• Task to complete: Each of the records must appear again, exactly as it was written.
··· Dataset ···
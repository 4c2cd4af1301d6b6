//! Bridges dispatched operations to the component runner.

use std::sync::Arc;

use async_trait::async_trait;
use tokio_util::sync::CancellationToken;

use reef_inventory::Inventory;
use reef_reconciler::{CallbackHandler, ComponentRunner, ComponentTask};
use reef_scheduler::{ComponentInvoker, InvokeError, Operation};

/// [`ComponentInvoker`] that executes operations in-process through the
/// component runner.
pub struct RunnerInvoker {
    inventory: Arc<dyn Inventory>,
    runner: Arc<ComponentRunner>,
    callback: Arc<dyn CallbackHandler>,
    shutdown: CancellationToken,
}

impl RunnerInvoker {
    /// Creates an invoker.
    #[must_use]
    pub fn new(
        inventory: Arc<dyn Inventory>,
        runner: Arc<ComponentRunner>,
        callback: Arc<dyn CallbackHandler>,
        shutdown: CancellationToken,
    ) -> Self {
        Self {
            inventory,
            runner,
            callback,
            shutdown,
        }
    }

    async fn build_task(&self, operation: &Operation) -> Result<ComponentTask, InvokeError> {
        let state = self
            .inventory
            .get(&operation.cluster, operation.config_version)
            .await
            .map_err(|err| {
                InvokeError::non_retriable(format!("failed to load cluster state: {err}"))
            })?;

        let component = state
            .configuration
            .component(&operation.component)
            .ok_or_else(|| {
                InvokeError::non_retriable(format!(
                    "component '{}' not part of configuration version {}",
                    operation.component, operation.config_version
                ))
            })?;

        Ok(ComponentTask {
            scheduling_id: operation.scheduling_id,
            correlation_id: operation.correlation_id,
            component: operation.component.clone(),
            namespace: operation.namespace.clone(),
            version: state.configuration.kyma_version.clone(),
            profile: state.configuration.profile.clone(),
            configuration: component.configuration.clone(),
            kubeconfig: state.configuration.kubeconfig.clone(),
            // Wave-1 components prepare the cluster and bring their CRDs.
            install_crd: operation.priority == 1,
        })
    }
}

#[async_trait]
impl ComponentInvoker for RunnerInvoker {
    async fn invoke(&self, operation: &Operation) -> Result<(), InvokeError> {
        let task = self.build_task(operation).await?;
        self.runner
            .run(&task, self.callback.clone(), &self.shutdown)
            .await
            .map_err(|err| {
                if err.is_cancelled() {
                    // Shutdown mid-run: re-queue so the next process picks
                    // the operation up again.
                    InvokeError::retriable("reconciliation cancelled during shutdown")
                } else if err.is_retriable() {
                    InvokeError::retriable(err.to_string())
                } else {
                    InvokeError::non_retriable(err.to_string())
                }
            })
    }
}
···
• Expected answer:
repository 4c2cd4af1301d6b6
//! Bridges dispatched operations to the component runner.

use std::sync::Arc;

use async_trait::async_trait;
use tokio_util::sync::CancellationToken;

use reef_inventory::Inventory;
use reef_reconciler::{CallbackHandler, ComponentRunner, ComponentTask};
use reef_scheduler::{ComponentInvoker, InvokeError, Operation};

/// [`ComponentInvoker`] that executes operations in-process through the
/// component runner.
pub struct RunnerInvoker {
    inventory: Arc<dyn Inventory>,
    runner: Arc<ComponentRunner>,
    callback: Arc<dyn CallbackHandler>,
    shutdown: CancellationToken,
}

impl RunnerInvoker {
    /// Creates an invoker.
    #[must_use]
    pub fn new(
        inventory: Arc<dyn Inventory>,
        runner: Arc<ComponentRunner>,
        callback: Arc<dyn CallbackHandler>,
        shutdown: CancellationToken,
    ) -> Self {
        Self {
            inventory,
            runner,
            callback,
            shutdown,
        }
    }

    async fn build_task(&self, operation: &Operation) -> Result<ComponentTask, InvokeError> {
        let state = self
            .inventory
            .get(&operation.cluster, operation.config_version)
            .await
            .map_err(|err| {
                InvokeError::non_retriable(format!("failed to load cluster state: {err}"))
            })?;

        let component = state
            .configuration
            .component(&operation.component)
            .ok_or_else(|| {
                InvokeError::non_retriable(format!(
                    "component '{}' not part of configuration version {}",
                    operation.component, operation.config_version
                ))
            })?;

        Ok(ComponentTask {
            scheduling_id: operation.scheduling_id,
            correlation_id: operation.correlation_id,
            component: operation.component.clone(),
            namespace: operation.namespace.clone(),
            version: state.configuration.kyma_version.clone(),
            profile: state.configuration.profile.clone(),
            configuration: component.configuration.clone(),
            kubeconfig: state.configuration.kubeconfig.clone(),
            // Wave-1 components prepare the cluster and bring their CRDs.
            install_crd: operation.priority == 1,
        })
    }
}

#[async_trait]
impl ComponentInvoker for RunnerInvoker {
    async fn invoke(&self, operation: &Operation) -> Result<(), InvokeError> {
        let task = self.build_task(operation).await?;
        self.runner
            .run(&task, self.callback.clone(), &self.shutdown)
            .await
            .map_err(|err| {
                if err.is_cancelled() {
                    // Shutdown mid-run: re-queue so the next process picks
                    // the operation up again.
                    InvokeError::retriable("reconciliation cancelled during shutdown")
                } else if err.is_retriable() {
                    InvokeError::retriable(err.to_string())
                } else {
                    InvokeError::non_retriable(err.to_string())
                }
            })
    }
}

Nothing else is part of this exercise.